§ **The problem**: Extract exactly those lines that lie between the start of the material and the line with "and published references", including both boundary lines and no others.

§ **Data under study**:
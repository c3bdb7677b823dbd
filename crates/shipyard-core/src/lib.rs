//! Core domain types and traits for the Shipyard artifact pipeline.
//!
//! This crate contains:
//! - Error taxonomy and build identifiers
//! - Platforms and platform-set normalization
//! - Registry credentials and references
//! - Artifacts, digests and published references
//! - Scan reports, the scan gate and the `Scanner` trait
//! - The `Backend` trait and per-backend configuration

pub mod artifact;
pub mod backend;
pub mod credential;
pub mod error;
pub mod id;
pub mod platform;
pub mod reference;
pub mod scan;

pub use artifact::{ArtifactContent, ArtifactHandle, BackendKind, Digest, PublishedRef, RawArtifact};
pub use backend::{Backend, BackendConfig};
pub use credential::{CredentialContext, CredentialEntry, Secret};
pub use error::{AliasFailure, Error, Result};
pub use id::BuildId;
pub use platform::{Platform, PlatformSet};
pub use reference::ImageReference;
pub use scan::{Finding, GateDecision, OutputFormat, ScanGate, ScanReport, ScanTarget, Scanner, Severity};
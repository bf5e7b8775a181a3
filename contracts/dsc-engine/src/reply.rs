use cosmwasm_std::{attr, DepsMut, Env, Reply, Response};

use crate::positions::{
    BURN_REPLY_ID, BURN_TRANSFER_REPLY_ID, DEPOSIT_REPLY_ID, MINT_REPLY_ID, REDEEM_REPLY_ID,
};
use crate::state::settle_external_call;
use crate::ContractError;

//Every external call replies here.
//Success frees one slot of the operation lock, failure aborts the whole operation.
pub fn handle_external_call_reply(deps: DepsMut, _env: Env, msg: Reply) -> Result<Response, ContractError> {
    let call = match msg.id {
        DEPOSIT_REPLY_ID => "collateral_transfer_from",
        REDEEM_REPLY_ID => "collateral_transfer",
        MINT_REPLY_ID => "dsc_mint",
        BURN_TRANSFER_REPLY_ID => "dsc_transfer_from",
        BURN_REPLY_ID => "dsc_burn",
        id => return Err(ContractError::UnknownReplyId { id }),
    };

    match msg.result.into_result() {
        Ok(_result) => {
            settle_external_call(deps.storage)?;

            Ok(Response::new().add_attributes(vec![
                attr("method", "handle_external_call_reply"),
                attr("call", call),
            ]))
        }
        Err(reason) => Err(match msg.id {
            MINT_REPLY_ID => ContractError::MintFailed { reason },
            BURN_REPLY_ID => ContractError::BurnFailed { reason },
            _ => ContractError::TransferFailed { reason },
        }),
    }
}
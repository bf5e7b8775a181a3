use cosmwasm_std::{to_binary, Addr, CosmosMsg, StdResult, Uint128, WasmMsg};
use cw20::Cw20ExecuteMsg;

/// Wraps a cw20 execute msg for `token`
fn cw20_msg(token: &Addr, msg: Cw20ExecuteMsg) -> StdResult<CosmosMsg> {
    Ok(CosmosMsg::Wasm(WasmMsg::Execute {
        contract_addr: token.to_string(),
        msg: to_binary(&msg)?,
        funds: vec![],
    }))
}

/// Pull `amount` from `owner` to `recipient` using the sender's allowance
pub fn cw20_transfer_from_msg(
    token: &Addr,
    owner: &Addr,
    recipient: &Addr,
    amount: Uint128,
) -> StdResult<CosmosMsg> {
    cw20_msg(
        token,
        Cw20ExecuteMsg::TransferFrom {
            owner: owner.to_string(),
            recipient: recipient.to_string(),
            amount,
        },
    )
}

/// Send `amount` of the sender's balance to `recipient`
pub fn cw20_transfer_msg(token: &Addr, recipient: &Addr, amount: Uint128) -> StdResult<CosmosMsg> {
    cw20_msg(
        token,
        Cw20ExecuteMsg::Transfer {
            recipient: recipient.to_string(),
            amount,
        },
    )
}

/// Minter only
pub fn cw20_mint_msg(token: &Addr, recipient: &Addr, amount: Uint128) -> StdResult<CosmosMsg> {
    cw20_msg(
        token,
        Cw20ExecuteMsg::Mint {
            recipient: recipient.to_string(),
            amount,
        },
    )
}

/// Destroy `amount` of the sender's own balance
pub fn cw20_burn_msg(token: &Addr, amount: Uint128) -> StdResult<CosmosMsg> {
    cw20_msg(token, Cw20ExecuteMsg::Burn { amount })
}
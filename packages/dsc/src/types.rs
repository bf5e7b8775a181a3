use core::fmt;

use cosmwasm_schema::cw_serde;
use cosmwasm_std::{Addr, Uint128};

/// An approved collateral token and the price feed it is valued with.
/// Fixed at instantiation, never edited afterwards.
#[cw_serde]
pub struct CollateralAsset {
    /// cw20 token contract
    pub token: Addr,
    /// Price feed contract answering `price_feed::QueryMsg`
    pub price_feed: Addr,
    /// Fractional digits of the feed's answer
    pub feed_decimals: u8,
}

impl fmt::Display for CollateralAsset {
    fn fmt(&self, f: &mut fmt::Formatter) -> fmt::Result {
        write!(f, "{} (feed: {}, decimals: {})", self.token, self.price_feed, self.feed_decimals)
    }
}

/// Protocol-wide deposits of one collateral token
#[cw_serde]
pub struct CollateralTotal {
    pub token: Addr,
    pub amount: Uint128,
    pub usd_value: Uint128,
}
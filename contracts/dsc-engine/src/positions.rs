use cosmwasm_std::{
    attr, Addr, DepsMut, Env, Event, MessageInfo, Response, Storage, SubMsg, Uint128,
};

use dsc::engine::Config;
use dsc::helpers::{cw20_burn_msg, cw20_mint_msg, cw20_transfer_from_msg, cw20_transfer_msg};
use dsc::types::CollateralAsset;

use crate::helpers::{assert_allowed_collateral, assert_more_than_zero, chain};
use crate::risk_engine::assert_health_factor;
use crate::state::{decrease_collateral, decrease_debt, increase_collateral, increase_debt, CONFIG};
use crate::ContractError;

//Reply IDs
pub const DEPOSIT_REPLY_ID: u64 = 1u64;
pub const REDEEM_REPLY_ID: u64 = 2u64;
pub const MINT_REPLY_ID: u64 = 3u64;
pub const BURN_TRANSFER_REPLY_ID: u64 = 4u64;
pub const BURN_REPLY_ID: u64 = 5u64;

/// Credits the sender's position, then pulls the tokens into custody
pub fn deposit_collateral(
    deps: DepsMut,
    env: Env,
    info: MessageInfo,
    collateral_asset: String,
    amount: Uint128,
) -> Result<Response, ContractError> {
    let config: Config = CONFIG.load(deps.storage)?;

    assert_more_than_zero(amount)?;
    let asset = assert_allowed_collateral(deps.api, &config, &collateral_asset)?;

    let new_balance = increase_collateral(deps.storage, &info.sender, &asset.token, amount)?;

    let transfer_msg =
        cw20_transfer_from_msg(&asset.token, &info.sender, &env.contract.address, amount)?;

    let event = Event::new("collateral_deposited")
        .add_attribute("user", info.sender.to_string())
        .add_attribute("token", asset.token.to_string())
        .add_attribute("amount", amount.to_string());

    Ok(Response::new()
        .add_submessage(SubMsg::reply_always(transfer_msg, DEPOSIT_REPLY_ID))
        .add_event(event)
        .add_attributes(vec![
            attr("method", "deposit_collateral"),
            attr("user", info.sender),
            attr("collateral_asset", asset.token),
            attr("amount", amount),
            attr("new_balance", new_balance),
        ]))
}

/// Adds debt to the sender's position and mints it to them.
/// The position must stay healthy.
pub fn mint_dsc(
    deps: DepsMut,
    env: Env,
    info: MessageInfo,
    amount: Uint128,
) -> Result<Response, ContractError> {
    let config: Config = CONFIG.load(deps.storage)?;

    assert_more_than_zero(amount)?;

    let total_dsc_minted = increase_debt(deps.storage, &info.sender, amount)?;
    let health_factor = assert_health_factor(deps.storage, deps.querier, &env, &config, &info.sender)?;

    let mint_msg = cw20_mint_msg(&config.dsc_token, &info.sender, amount)?;

    Ok(Response::new()
        .add_submessage(SubMsg::reply_always(mint_msg, MINT_REPLY_ID))
        .add_attributes(vec![
            attr("method", "mint_dsc"),
            attr("user", info.sender),
            attr("amount", amount),
            attr("total_dsc_minted", total_dsc_minted),
            attr("health_factor", health_factor.to_string()),
        ]))
}

/// Repays the sender's own debt with their own tokens
pub fn burn_dsc(
    deps: DepsMut,
    env: Env,
    info: MessageInfo,
    amount: Uint128,
) -> Result<Response, ContractError> {
    let config: Config = CONFIG.load(deps.storage)?;

    assert_more_than_zero(amount)?;

    let response = burn(deps.storage, &env, &config, amount, &info.sender, &info.sender)?;

    //Repaying can't lower the health factor
    let health_factor = assert_health_factor(deps.storage, deps.querier, &env, &config, &info.sender)?;

    Ok(response.add_attributes(vec![
        attr("method", "burn_dsc"),
        attr("user", info.sender),
        attr("health_factor", health_factor.to_string()),
    ]))
}

/// Withdraws collateral to the sender.
/// The position must stay healthy.
pub fn redeem_collateral(
    deps: DepsMut,
    env: Env,
    info: MessageInfo,
    collateral_asset: String,
    amount: Uint128,
) -> Result<Response, ContractError> {
    let config: Config = CONFIG.load(deps.storage)?;

    assert_more_than_zero(amount)?;
    let asset = assert_allowed_collateral(deps.api, &config, &collateral_asset)?;

    let response = redeem(deps.storage, &asset, amount, &info.sender, &info.sender)?;

    let health_factor = assert_health_factor(deps.storage, deps.querier, &env, &config, &info.sender)?;

    Ok(response.add_attributes(vec![
        attr("method", "redeem_collateral"),
        attr("user", info.sender),
        attr("health_factor", health_factor.to_string()),
    ]))
}

pub fn deposit_collateral_and_mint_dsc(
    mut deps: DepsMut,
    env: Env,
    info: MessageInfo,
    collateral_asset: String,
    amount_collateral: Uint128,
    amount_dsc_to_mint: Uint128,
) -> Result<Response, ContractError> {
    let deposit_response = deposit_collateral(
        deps.branch(),
        env.clone(),
        info.clone(),
        collateral_asset,
        amount_collateral,
    )?;
    let mint_response = mint_dsc(deps, env, info, amount_dsc_to_mint)?;

    Ok(chain(
        chain(
            Response::new().add_attribute("method", "deposit_collateral_and_mint_dsc"),
            deposit_response,
        ),
        mint_response,
    ))
}

/// Burns first so the redemption is checked against the reduced debt
pub fn redeem_collateral_for_dsc(
    mut deps: DepsMut,
    env: Env,
    info: MessageInfo,
    collateral_asset: String,
    amount_collateral: Uint128,
    amount_dsc_to_burn: Uint128,
) -> Result<Response, ContractError> {
    let burn_response = burn_dsc(deps.branch(), env.clone(), info.clone(), amount_dsc_to_burn)?;
    let redeem_response = redeem_collateral(deps, env, info, collateral_asset, amount_collateral)?;

    Ok(chain(
        chain(
            Response::new().add_attribute("method", "redeem_collateral_for_dsc"),
            burn_response,
        ),
        redeem_response,
    ))
}

/// Debits `from`'s deposit and sends the tokens to `to`.
/// Doesn't check anyone's health factor.
pub fn redeem(
    storage: &mut dyn Storage,
    asset: &CollateralAsset,
    amount: Uint128,
    from: &Addr,
    to: &Addr,
) -> Result<Response, ContractError> {
    let remaining = decrease_collateral(storage, from, &asset.token, amount)?;

    let transfer_msg = cw20_transfer_msg(&asset.token, to, amount)?;

    let event = Event::new("collateral_redeemed")
        .add_attribute("redeemed_from", from.to_string())
        .add_attribute("redeemed_to", to.to_string())
        .add_attribute("token", asset.token.to_string())
        .add_attribute("amount", amount.to_string());

    Ok(Response::new()
        .add_submessage(SubMsg::reply_always(transfer_msg, REDEEM_REPLY_ID))
        .add_event(event)
        .add_attributes(vec![
            attr("collateral_asset", asset.token.to_string()),
            attr("redeemed_amount", amount),
            attr("remaining_collateral", remaining),
        ]))
}

/// Debits `on_behalf_of`'s debt, pulls the tokens from `payer` and burns them.
/// Doesn't check anyone's health factor.
pub fn burn(
    storage: &mut dyn Storage,
    env: &Env,
    config: &Config,
    amount: Uint128,
    on_behalf_of: &Addr,
    payer: &Addr,
) -> Result<Response, ContractError> {
    let remaining_debt = decrease_debt(storage, on_behalf_of, amount)?;

    let transfer_msg =
        cw20_transfer_from_msg(&config.dsc_token, payer, &env.contract.address, amount)?;
    let burn_msg = cw20_burn_msg(&config.dsc_token, amount)?;

    Ok(Response::new()
        .add_submessage(SubMsg::reply_always(transfer_msg, BURN_TRANSFER_REPLY_ID))
        .add_submessage(SubMsg::reply_always(burn_msg, BURN_REPLY_ID))
        .add_attributes(vec![
            attr("burned_amount", amount),
            attr("on_behalf_of", on_behalf_of.to_string()),
            attr("payer", payer.to_string()),
            attr("remaining_debt", remaining_debt),
        ]))
}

§ **Response area**:
repository c3bdb7677b823dbd
filename crates/shipyard-core/src/lib.rs
//! Core domain types and traits for the Shipyard artifact pipeline.
//!
//! This crate contains:
//! - Error taxonomy and build identifiers
//! - Platforms and platform-set normalization
//! - Registry credentials and references
//! - Artifacts, digests and published references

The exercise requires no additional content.